User Stories and Features
(S = supported) or effort required to support = E (easy) M (medium) H (hard)
Priority = 1 must have, 2 should have, 3 nice to have
Story/Feature | Priority | RipRap | UMD | Camel Toolbox |
---|---|---|---|---|
Scheduling and Coordination | ||||
Check all resources every n months (not appropriate for very large repos) | M | |||
Run continual fixity checks | M | |||
Only alert me when are there failures | E | |||
Call an arbitrary HTTP endpoint on success and/or failure | E | |||
Send a (jms,stomp) message to a endpoint on success and/or failure | E | |||
Call an arbitrary HTTP endpoint on success and/or failure | E | |||
Perform fixity check on HEAD version of resource only | S | |||
Perform fixity check on all versions of resource | S | S | S | |
Check entire repo | S | |||
Deliver fixity requests in batches | M | |||
Scaling | ||||
Set rate limits (max bits/second) for checks | M | |||
Set rate limits (max bits/second) for each task processor | M | |||
Allow checks to be scaled horizontally across multiple instances | H | |||
Reporting | ||||
Generate list of resources checked since X date | M | |||
Generate list of resources not checked X date | M | |||
Generate a fixity audit report by resource | M | |||
Generate a csv of fixity audit results showing resource id, date checked, checksum, and the result based on resource, date, and result parameters | M | |||
Allow checks to be scaled horizontally across multiple instances | S | |||
Storage options | ||||
Store fixity results in triplestore | ||||
Store fixity results in text file | S | |||
Store fixity results in sql | E | |||
Store fixity results in nosql | E | |||
Deliver fixity requests in batches | M |
Components
Fixity Checker
performs the fixity check on a resource and communicates the results to the configured Fixity Result Handler
Fixity Check Manager
- Is responsible for monitoring and providing status of all fixity check tasks
- coordinates parallel processing of fixity checks
- coordinates auto-scaling requests
Fixity Result Handler
A service responsible for storing the results.
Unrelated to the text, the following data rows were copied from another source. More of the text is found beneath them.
use serde::Serialize;
use std::collections::BTreeMap;
use tracing::debug;

use crate::analysis::{LoadReport, MuscleLoadAnalyzer, MuscleStatus, Recommendation};
use crate::catalog::{ExerciseCatalog, MuscleCatalog};
use crate::config::CatalogConfig;
use crate::db::AppState;
use crate::error::AppError;
use crate::models::Cycle;
use crate::store;

/// ---------------------------------------------------------------------------
/// Response Types
/// ---------------------------------------------------------------------------

/// Full analytics for one of the caller's own cycles
#[derive(Debug, Clone, Serialize)]
pub struct CycleAnalytics {
  pub cycle_name: String,
  #[serde(flatten)]
  pub report: LoadReport,
}

/// Analytics shown for someone else's published cycle
#[derive(Debug, Clone, Serialize)]
pub struct PublicLoadReport {
  pub cycle_name: String,
  pub days_count: usize,
  pub load_status: BTreeMap<String, MuscleStatus>,
  pub recommendations: Vec<Recommendation>,
}

impl PublicLoadReport {
  fn from_report(cycle_name: String, report: LoadReport) -> Self {
    Self {
      cycle_name,
      days_count: report.days_count,
      load_status: report.load_status,
      recommendations: report.recommendations,
    }
  }
}

/// ---------------------------------------------------------------------------
/// Commands
/// ---------------------------------------------------------------------------

/// Load the exercise catalog and the configured (or built-in) muscle table
pub async fn load_catalogs(
  config: &CatalogConfig,
) -> Result<(ExerciseCatalog, MuscleCatalog), AppError> {
  let exercises = ExerciseCatalog::load(&config.exercises_path).await?;
  let muscles = match &config.muscles_path {
    Some(path) => MuscleCatalog::load(path).await?,
    None => MuscleCatalog::builtin(),
  };
  Ok((exercises, muscles))
}

async fn run_analysis(state: &AppState, cycle: &Cycle) -> Result<LoadReport, AppError> {
  let (exercises, muscles) = load_catalogs(&state.config.catalog).await?;
  let report = MuscleLoadAnalyzer::new(&exercises, &muscles)
    .analyze(&cycle.plan)
    .map_err(|e| AppError::analysis(&cycle.name, e))?;

  debug!(
    cycle = %cycle.name,
    days = report.days_count,
    skipped = report.skipped.len(),
    "Analyzed cycle"
  );
  Ok(report)
}

pub async fn analyze_cycle(state: &AppState, owner: &str, name: &str) -> Result<CycleAnalytics, AppError> {
  let cycle = store::load_cycle(&state.db, owner, name)
    .await?
    .ok_or_else(|| AppError::NotFound(format!("Cycle '{}' not found.", name)))?;

  let report = run_analysis(state, &cycle).await?;
  Ok(CycleAnalytics {
    cycle_name: cycle.name,
    report,
  })
}

/// Reduced analytics for another user's published cycle
pub async fn analyze_public_cycle(
  state: &AppState,
  target_owner: &str,
  name: &str,
) -> Result<PublicLoadReport, AppError> {
  let cycle = store::load_public_cycle(&state.db, target_owner, name)
    .await?
    .ok_or_else(|| {
      AppError::NotFound(format!(
        "Public cycle '{}' not found for user '{}'.",
        name, target_owner
      ))
    })?;

  let report = run_analysis(state, &cycle).await?;
  Ok(PublicLoadReport::from_report(cycle.name, report))
}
I can imagine difference implementations that talk to different types of data storage backends
Fixity Result Reporter
A service that generates various fixity reports based on a various criteria.
Fixity Check Task Scheduler
A service responsible for generating Fixity Check requests across a repository based on user criteria such as min and max times between fixity checks, whether to run continuously or on a schedule, etc.